> **DATA IN THIS EXERCISE**
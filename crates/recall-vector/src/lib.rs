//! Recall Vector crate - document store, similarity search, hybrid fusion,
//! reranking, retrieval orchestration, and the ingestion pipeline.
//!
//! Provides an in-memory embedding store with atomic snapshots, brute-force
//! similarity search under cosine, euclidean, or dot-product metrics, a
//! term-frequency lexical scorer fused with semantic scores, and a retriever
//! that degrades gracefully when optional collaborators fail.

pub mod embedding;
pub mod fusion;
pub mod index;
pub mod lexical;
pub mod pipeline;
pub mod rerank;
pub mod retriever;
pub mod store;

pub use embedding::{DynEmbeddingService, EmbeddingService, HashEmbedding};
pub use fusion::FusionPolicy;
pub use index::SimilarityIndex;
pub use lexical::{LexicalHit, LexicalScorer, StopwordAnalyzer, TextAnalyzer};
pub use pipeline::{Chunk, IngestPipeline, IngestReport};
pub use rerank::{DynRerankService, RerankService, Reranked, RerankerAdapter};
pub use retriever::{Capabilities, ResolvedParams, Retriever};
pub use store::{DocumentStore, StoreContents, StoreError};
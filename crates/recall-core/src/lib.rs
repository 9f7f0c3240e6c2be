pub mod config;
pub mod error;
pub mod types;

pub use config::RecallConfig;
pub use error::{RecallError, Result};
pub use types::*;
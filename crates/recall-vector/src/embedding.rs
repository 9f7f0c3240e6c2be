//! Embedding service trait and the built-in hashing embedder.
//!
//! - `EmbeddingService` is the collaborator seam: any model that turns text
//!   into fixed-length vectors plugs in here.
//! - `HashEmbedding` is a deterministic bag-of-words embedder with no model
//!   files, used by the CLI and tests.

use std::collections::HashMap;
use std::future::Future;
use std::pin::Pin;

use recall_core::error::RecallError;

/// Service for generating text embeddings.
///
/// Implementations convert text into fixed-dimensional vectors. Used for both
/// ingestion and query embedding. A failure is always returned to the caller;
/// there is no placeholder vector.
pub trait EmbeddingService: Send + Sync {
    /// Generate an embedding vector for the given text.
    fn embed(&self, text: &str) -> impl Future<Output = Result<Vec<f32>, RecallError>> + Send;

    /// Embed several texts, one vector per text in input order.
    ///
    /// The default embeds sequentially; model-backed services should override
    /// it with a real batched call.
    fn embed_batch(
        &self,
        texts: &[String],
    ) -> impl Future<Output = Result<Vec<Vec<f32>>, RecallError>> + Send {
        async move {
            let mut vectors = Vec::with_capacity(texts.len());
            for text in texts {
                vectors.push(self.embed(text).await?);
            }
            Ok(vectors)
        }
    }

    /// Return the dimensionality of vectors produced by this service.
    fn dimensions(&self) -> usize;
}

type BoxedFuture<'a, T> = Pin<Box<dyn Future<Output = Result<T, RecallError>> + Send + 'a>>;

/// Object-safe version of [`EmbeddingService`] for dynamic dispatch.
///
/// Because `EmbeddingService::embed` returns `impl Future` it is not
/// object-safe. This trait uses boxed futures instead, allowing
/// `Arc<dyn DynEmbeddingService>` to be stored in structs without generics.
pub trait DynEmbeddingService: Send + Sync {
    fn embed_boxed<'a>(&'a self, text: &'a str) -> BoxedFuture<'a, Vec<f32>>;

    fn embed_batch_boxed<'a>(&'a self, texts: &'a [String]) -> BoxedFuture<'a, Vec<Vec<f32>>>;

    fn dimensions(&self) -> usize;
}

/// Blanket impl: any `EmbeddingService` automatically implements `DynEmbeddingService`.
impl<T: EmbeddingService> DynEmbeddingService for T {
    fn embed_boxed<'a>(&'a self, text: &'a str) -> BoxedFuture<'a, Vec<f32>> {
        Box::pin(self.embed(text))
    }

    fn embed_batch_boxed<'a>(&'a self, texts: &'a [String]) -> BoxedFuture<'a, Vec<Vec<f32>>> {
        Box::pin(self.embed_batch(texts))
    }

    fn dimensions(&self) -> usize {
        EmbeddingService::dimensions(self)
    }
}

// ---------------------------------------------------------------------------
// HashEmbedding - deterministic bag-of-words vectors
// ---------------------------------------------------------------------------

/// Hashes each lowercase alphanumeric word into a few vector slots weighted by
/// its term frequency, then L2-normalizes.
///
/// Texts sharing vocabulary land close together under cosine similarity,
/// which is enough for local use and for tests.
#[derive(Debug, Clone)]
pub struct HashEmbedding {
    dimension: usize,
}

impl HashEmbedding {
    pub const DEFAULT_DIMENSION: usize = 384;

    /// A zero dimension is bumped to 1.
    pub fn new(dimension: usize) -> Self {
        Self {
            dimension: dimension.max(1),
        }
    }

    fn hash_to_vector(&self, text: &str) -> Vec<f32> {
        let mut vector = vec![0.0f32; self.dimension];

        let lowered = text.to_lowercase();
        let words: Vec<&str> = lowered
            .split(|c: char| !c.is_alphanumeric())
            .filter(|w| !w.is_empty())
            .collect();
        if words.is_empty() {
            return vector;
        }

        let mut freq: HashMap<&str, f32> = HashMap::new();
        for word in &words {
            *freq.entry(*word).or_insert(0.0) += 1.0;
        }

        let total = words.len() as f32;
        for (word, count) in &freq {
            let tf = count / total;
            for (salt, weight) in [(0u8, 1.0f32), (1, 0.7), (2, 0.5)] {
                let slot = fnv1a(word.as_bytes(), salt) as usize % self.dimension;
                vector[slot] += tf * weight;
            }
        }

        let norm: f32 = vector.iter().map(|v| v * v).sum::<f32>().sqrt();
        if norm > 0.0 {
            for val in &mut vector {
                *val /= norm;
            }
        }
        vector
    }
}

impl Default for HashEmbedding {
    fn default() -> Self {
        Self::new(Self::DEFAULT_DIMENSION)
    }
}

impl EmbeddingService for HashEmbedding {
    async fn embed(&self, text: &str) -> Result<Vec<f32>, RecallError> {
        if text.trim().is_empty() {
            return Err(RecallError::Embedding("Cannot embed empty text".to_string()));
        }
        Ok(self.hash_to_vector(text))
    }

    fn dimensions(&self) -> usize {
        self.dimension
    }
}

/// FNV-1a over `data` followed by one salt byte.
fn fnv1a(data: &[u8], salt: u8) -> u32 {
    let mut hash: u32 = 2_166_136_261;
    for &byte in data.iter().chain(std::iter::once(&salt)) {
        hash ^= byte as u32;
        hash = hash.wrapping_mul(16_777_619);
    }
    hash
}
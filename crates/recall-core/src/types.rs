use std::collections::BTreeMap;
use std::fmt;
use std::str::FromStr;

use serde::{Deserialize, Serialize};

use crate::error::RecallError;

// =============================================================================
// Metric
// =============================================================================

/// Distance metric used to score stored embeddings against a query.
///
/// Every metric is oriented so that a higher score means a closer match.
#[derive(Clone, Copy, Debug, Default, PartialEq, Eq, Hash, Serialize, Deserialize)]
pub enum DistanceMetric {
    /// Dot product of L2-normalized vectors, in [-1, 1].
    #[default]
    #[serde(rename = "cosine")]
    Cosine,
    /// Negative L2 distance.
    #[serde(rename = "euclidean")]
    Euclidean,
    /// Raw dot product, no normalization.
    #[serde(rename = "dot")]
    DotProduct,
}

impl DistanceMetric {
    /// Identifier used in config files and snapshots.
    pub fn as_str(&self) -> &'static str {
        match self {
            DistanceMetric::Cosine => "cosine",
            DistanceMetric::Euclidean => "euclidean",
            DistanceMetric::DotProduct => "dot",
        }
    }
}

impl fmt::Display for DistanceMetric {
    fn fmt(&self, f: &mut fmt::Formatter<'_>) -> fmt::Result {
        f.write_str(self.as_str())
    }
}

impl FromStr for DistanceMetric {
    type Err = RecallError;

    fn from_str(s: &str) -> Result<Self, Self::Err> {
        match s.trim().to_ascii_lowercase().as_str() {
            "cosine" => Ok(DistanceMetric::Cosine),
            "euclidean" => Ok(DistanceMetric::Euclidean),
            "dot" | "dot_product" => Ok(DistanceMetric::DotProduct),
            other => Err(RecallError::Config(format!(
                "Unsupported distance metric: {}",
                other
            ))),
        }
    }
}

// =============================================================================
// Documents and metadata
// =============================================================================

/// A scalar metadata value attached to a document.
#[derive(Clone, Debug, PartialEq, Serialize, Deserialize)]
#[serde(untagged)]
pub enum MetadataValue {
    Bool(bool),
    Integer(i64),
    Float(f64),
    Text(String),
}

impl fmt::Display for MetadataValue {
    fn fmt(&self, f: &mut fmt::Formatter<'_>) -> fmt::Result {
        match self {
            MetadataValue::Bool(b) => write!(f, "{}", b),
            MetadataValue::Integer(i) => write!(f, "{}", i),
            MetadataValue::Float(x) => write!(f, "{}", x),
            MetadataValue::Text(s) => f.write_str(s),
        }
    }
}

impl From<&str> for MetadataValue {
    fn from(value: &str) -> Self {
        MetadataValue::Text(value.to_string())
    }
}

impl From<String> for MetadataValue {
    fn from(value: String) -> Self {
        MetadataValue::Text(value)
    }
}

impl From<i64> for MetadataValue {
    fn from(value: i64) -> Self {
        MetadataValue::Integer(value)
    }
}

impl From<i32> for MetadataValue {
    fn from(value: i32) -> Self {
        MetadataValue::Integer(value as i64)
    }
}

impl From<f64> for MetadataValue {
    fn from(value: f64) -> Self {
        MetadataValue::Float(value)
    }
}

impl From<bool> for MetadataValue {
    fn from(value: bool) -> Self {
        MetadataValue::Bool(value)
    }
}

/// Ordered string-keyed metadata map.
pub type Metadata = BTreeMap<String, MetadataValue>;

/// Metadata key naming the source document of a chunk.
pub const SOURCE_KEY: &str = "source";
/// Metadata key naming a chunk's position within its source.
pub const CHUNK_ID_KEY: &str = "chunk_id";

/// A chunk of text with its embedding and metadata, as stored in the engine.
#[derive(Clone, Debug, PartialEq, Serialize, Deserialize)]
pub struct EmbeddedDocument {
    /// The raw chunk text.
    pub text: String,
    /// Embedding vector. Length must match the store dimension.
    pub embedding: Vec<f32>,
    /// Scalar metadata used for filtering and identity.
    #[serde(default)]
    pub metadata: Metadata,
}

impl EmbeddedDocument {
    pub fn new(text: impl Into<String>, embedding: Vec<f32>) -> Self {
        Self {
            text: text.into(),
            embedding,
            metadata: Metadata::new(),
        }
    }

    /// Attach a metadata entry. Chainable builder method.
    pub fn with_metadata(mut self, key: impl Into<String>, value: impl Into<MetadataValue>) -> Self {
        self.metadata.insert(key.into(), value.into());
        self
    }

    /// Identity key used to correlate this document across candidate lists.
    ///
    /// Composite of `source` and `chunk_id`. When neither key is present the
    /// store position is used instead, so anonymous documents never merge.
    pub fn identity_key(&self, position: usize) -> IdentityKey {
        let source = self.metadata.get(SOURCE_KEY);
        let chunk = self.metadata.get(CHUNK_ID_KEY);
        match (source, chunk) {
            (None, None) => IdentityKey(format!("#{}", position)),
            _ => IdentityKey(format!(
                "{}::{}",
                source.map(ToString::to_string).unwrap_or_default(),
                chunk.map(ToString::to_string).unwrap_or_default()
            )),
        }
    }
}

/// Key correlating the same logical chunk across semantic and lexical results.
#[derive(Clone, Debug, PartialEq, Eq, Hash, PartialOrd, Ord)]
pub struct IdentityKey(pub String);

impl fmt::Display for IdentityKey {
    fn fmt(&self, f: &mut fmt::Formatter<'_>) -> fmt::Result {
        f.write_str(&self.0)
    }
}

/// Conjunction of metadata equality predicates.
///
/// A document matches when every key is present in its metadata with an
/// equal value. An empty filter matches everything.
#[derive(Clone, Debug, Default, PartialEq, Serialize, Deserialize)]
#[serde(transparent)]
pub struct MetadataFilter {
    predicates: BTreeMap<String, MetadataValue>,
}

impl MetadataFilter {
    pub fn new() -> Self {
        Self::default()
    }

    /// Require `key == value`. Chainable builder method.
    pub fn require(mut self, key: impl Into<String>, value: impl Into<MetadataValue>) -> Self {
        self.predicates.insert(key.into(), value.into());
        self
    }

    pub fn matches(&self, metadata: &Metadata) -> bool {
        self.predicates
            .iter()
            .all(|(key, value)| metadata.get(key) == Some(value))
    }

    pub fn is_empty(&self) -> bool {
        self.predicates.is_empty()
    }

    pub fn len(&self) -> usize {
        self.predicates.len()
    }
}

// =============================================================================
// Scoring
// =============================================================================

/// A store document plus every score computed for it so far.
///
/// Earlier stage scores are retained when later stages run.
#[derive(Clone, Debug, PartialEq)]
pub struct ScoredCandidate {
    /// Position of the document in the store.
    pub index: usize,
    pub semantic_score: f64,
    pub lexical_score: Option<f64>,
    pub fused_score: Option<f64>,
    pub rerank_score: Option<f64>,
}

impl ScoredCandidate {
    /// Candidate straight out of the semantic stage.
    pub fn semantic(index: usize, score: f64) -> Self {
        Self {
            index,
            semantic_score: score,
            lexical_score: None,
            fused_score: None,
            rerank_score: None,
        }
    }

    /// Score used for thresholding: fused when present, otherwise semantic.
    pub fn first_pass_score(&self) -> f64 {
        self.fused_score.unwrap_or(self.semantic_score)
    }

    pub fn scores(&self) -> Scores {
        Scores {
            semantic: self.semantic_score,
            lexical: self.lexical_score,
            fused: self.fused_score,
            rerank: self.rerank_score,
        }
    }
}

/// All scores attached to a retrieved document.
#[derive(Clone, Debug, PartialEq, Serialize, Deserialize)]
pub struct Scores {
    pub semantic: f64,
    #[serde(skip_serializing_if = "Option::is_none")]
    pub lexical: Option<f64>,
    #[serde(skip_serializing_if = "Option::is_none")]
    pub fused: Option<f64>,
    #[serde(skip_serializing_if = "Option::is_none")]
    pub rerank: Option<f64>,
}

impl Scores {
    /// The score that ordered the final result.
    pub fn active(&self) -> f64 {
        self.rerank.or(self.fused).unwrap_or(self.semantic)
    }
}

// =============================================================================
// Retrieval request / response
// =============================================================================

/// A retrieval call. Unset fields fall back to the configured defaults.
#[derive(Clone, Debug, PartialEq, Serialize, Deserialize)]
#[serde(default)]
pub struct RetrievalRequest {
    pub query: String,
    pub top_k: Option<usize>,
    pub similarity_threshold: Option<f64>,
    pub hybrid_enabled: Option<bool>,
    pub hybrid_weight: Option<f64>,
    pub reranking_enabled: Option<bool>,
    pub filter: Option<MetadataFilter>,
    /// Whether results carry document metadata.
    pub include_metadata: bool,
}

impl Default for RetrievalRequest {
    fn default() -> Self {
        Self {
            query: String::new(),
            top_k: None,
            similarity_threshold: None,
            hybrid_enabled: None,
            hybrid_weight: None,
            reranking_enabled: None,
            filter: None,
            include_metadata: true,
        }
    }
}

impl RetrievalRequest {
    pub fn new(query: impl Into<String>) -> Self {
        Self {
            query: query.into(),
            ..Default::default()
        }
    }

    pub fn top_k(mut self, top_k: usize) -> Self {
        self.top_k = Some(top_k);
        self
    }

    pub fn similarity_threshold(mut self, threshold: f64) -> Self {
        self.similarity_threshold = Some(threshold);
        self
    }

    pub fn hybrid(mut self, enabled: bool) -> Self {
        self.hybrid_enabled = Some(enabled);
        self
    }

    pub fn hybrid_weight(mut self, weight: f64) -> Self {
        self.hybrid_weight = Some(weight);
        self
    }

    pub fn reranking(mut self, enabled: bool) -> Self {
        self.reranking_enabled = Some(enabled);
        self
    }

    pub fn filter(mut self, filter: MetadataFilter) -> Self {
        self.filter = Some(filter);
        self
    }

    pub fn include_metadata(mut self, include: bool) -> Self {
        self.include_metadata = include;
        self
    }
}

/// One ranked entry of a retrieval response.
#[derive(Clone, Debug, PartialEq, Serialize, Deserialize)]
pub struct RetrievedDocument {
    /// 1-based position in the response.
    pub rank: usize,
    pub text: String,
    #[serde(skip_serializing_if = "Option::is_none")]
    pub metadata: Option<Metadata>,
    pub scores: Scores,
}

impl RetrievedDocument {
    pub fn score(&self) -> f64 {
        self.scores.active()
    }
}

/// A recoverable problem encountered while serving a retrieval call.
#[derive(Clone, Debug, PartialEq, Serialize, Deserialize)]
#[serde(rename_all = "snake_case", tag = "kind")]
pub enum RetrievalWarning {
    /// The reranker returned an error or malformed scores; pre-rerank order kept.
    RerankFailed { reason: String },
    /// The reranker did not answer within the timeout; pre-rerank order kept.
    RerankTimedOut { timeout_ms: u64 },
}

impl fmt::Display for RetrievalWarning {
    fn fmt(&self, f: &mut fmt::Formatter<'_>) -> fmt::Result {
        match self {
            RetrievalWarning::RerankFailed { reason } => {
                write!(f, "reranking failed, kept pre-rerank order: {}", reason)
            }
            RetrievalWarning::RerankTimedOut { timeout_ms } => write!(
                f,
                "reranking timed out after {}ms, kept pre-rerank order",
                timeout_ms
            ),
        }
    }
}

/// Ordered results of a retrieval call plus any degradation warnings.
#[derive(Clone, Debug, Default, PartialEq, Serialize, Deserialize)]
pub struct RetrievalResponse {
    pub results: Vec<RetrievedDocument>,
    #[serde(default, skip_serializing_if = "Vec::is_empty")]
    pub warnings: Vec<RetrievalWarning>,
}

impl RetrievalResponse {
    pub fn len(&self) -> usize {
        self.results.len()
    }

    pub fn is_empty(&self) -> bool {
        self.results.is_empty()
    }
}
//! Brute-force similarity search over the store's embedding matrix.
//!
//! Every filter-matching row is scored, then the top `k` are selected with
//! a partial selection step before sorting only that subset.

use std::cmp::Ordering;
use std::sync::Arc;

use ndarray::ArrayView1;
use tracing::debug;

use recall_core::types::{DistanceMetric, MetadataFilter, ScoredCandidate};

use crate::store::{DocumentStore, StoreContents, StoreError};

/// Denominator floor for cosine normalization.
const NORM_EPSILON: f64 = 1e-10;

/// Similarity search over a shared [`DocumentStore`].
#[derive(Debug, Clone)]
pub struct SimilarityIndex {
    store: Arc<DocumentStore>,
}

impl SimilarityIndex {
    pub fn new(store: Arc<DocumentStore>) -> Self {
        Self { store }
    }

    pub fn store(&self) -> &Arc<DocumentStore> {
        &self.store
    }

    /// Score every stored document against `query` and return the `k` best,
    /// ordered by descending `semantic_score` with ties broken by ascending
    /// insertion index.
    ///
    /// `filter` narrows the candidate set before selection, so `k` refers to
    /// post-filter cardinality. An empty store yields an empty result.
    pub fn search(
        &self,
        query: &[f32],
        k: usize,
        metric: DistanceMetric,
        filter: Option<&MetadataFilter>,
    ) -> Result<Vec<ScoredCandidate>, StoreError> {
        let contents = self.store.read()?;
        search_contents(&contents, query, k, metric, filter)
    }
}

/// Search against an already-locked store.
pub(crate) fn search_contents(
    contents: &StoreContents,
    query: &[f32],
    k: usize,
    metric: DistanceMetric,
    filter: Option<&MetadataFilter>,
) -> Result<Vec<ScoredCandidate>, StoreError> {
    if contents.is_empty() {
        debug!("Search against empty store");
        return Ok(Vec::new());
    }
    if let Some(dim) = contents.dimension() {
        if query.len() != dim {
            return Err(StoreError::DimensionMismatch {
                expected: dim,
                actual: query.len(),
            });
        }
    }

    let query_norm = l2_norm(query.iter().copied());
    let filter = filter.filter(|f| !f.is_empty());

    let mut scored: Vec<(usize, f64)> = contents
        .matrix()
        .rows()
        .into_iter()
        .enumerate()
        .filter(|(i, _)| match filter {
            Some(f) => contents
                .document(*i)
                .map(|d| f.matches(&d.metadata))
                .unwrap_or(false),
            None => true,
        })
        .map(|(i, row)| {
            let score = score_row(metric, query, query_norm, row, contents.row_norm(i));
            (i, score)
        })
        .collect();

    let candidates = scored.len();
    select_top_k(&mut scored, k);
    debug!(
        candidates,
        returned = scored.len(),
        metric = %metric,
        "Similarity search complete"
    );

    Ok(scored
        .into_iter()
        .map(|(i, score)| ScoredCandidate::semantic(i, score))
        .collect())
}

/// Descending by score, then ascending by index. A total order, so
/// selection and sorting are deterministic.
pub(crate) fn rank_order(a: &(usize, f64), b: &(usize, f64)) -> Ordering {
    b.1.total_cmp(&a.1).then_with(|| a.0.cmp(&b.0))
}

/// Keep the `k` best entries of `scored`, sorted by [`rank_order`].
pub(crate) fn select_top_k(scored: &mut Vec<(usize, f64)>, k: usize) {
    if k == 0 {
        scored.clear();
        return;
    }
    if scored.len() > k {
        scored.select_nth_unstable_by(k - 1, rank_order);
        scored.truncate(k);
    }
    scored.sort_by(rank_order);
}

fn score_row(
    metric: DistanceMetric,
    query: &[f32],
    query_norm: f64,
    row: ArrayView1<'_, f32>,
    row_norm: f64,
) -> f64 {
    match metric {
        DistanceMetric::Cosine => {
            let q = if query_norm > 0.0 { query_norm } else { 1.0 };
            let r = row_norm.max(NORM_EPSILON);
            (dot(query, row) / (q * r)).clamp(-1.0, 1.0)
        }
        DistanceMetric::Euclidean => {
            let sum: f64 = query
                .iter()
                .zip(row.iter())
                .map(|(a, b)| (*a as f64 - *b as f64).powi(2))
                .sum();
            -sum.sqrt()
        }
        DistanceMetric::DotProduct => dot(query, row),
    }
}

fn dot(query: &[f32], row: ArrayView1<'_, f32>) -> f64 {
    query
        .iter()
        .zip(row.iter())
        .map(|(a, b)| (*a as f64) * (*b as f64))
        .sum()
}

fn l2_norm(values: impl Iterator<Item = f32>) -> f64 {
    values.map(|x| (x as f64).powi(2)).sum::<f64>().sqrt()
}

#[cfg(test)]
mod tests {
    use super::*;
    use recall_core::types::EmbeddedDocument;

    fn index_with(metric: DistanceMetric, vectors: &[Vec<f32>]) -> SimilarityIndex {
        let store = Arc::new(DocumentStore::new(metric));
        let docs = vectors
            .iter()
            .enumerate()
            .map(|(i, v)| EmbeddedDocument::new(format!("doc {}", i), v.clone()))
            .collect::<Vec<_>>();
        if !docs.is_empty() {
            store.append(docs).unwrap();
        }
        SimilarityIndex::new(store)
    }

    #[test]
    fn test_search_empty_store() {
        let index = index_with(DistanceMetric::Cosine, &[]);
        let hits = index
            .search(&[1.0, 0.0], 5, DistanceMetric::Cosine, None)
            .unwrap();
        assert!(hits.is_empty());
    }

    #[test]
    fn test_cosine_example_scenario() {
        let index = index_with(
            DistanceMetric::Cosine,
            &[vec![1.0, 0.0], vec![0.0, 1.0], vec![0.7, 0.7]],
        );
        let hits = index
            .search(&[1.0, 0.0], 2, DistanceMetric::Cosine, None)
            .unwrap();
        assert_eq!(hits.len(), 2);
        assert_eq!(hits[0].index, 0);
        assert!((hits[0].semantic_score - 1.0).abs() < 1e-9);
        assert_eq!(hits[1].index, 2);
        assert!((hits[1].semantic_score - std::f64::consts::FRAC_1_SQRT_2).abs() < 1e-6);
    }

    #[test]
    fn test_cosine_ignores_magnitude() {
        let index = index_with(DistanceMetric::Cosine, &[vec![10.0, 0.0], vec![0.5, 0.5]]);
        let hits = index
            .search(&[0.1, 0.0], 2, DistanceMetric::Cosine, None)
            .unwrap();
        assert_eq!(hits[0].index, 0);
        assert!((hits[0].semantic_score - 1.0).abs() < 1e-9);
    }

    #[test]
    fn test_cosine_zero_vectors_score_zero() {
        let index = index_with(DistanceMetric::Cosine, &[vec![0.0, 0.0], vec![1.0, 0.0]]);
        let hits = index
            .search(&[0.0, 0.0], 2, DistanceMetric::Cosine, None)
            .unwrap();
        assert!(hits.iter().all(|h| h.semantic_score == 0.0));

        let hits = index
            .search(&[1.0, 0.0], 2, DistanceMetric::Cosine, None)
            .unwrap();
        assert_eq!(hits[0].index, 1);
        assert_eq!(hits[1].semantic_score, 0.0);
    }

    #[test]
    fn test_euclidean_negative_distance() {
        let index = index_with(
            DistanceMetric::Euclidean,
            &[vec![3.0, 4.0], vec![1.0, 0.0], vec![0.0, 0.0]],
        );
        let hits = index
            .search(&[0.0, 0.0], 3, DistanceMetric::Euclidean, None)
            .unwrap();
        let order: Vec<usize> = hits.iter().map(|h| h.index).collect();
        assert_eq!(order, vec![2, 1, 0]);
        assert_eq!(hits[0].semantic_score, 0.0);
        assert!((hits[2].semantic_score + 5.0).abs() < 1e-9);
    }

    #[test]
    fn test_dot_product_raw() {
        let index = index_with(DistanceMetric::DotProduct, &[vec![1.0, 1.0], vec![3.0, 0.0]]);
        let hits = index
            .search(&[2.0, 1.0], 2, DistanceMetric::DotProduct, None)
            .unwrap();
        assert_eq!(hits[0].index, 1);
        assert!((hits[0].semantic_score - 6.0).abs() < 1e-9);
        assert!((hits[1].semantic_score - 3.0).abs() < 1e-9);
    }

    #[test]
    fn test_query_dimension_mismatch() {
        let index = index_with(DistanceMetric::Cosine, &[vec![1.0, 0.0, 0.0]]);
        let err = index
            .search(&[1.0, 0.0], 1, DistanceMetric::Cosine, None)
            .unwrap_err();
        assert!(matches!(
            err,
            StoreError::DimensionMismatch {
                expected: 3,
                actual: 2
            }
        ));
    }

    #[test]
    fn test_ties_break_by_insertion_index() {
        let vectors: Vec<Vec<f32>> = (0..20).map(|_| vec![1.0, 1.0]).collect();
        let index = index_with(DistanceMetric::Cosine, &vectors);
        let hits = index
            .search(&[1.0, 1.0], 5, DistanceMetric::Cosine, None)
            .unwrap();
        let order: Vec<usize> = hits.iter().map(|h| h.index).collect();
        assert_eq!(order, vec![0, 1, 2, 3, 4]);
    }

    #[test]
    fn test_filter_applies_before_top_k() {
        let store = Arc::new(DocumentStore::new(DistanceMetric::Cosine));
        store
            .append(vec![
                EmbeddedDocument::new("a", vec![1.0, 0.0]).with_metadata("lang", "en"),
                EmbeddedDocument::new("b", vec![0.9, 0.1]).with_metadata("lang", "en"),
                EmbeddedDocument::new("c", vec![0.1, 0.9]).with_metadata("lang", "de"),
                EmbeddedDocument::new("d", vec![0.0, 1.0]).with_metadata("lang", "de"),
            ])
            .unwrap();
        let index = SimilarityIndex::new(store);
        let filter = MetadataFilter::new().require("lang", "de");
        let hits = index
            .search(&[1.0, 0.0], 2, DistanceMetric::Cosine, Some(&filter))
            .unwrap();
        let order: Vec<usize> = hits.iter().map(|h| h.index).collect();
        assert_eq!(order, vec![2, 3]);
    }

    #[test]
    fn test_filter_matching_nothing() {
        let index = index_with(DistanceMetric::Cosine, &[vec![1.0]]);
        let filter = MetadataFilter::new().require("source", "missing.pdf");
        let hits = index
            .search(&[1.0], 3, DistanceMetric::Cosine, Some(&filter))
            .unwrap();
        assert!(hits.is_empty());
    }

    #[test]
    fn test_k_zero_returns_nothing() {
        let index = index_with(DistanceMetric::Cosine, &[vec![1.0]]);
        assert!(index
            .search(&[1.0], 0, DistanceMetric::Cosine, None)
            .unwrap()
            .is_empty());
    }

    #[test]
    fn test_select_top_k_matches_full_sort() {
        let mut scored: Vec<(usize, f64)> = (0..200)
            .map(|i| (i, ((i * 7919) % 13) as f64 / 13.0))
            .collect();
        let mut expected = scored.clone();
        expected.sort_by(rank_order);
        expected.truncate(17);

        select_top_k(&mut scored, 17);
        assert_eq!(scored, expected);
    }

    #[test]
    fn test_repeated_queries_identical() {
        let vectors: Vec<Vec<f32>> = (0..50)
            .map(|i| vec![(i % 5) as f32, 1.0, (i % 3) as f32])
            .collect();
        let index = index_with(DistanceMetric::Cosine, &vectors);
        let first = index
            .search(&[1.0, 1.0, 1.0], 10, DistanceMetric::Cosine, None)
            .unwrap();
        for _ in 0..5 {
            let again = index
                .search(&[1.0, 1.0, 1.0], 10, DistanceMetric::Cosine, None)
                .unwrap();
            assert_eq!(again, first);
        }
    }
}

> **TASK TO COMPLETE**
Within the data above, determine the number of lines that contain the word "method"; write only that number.

> **TASK SOLUTION**
2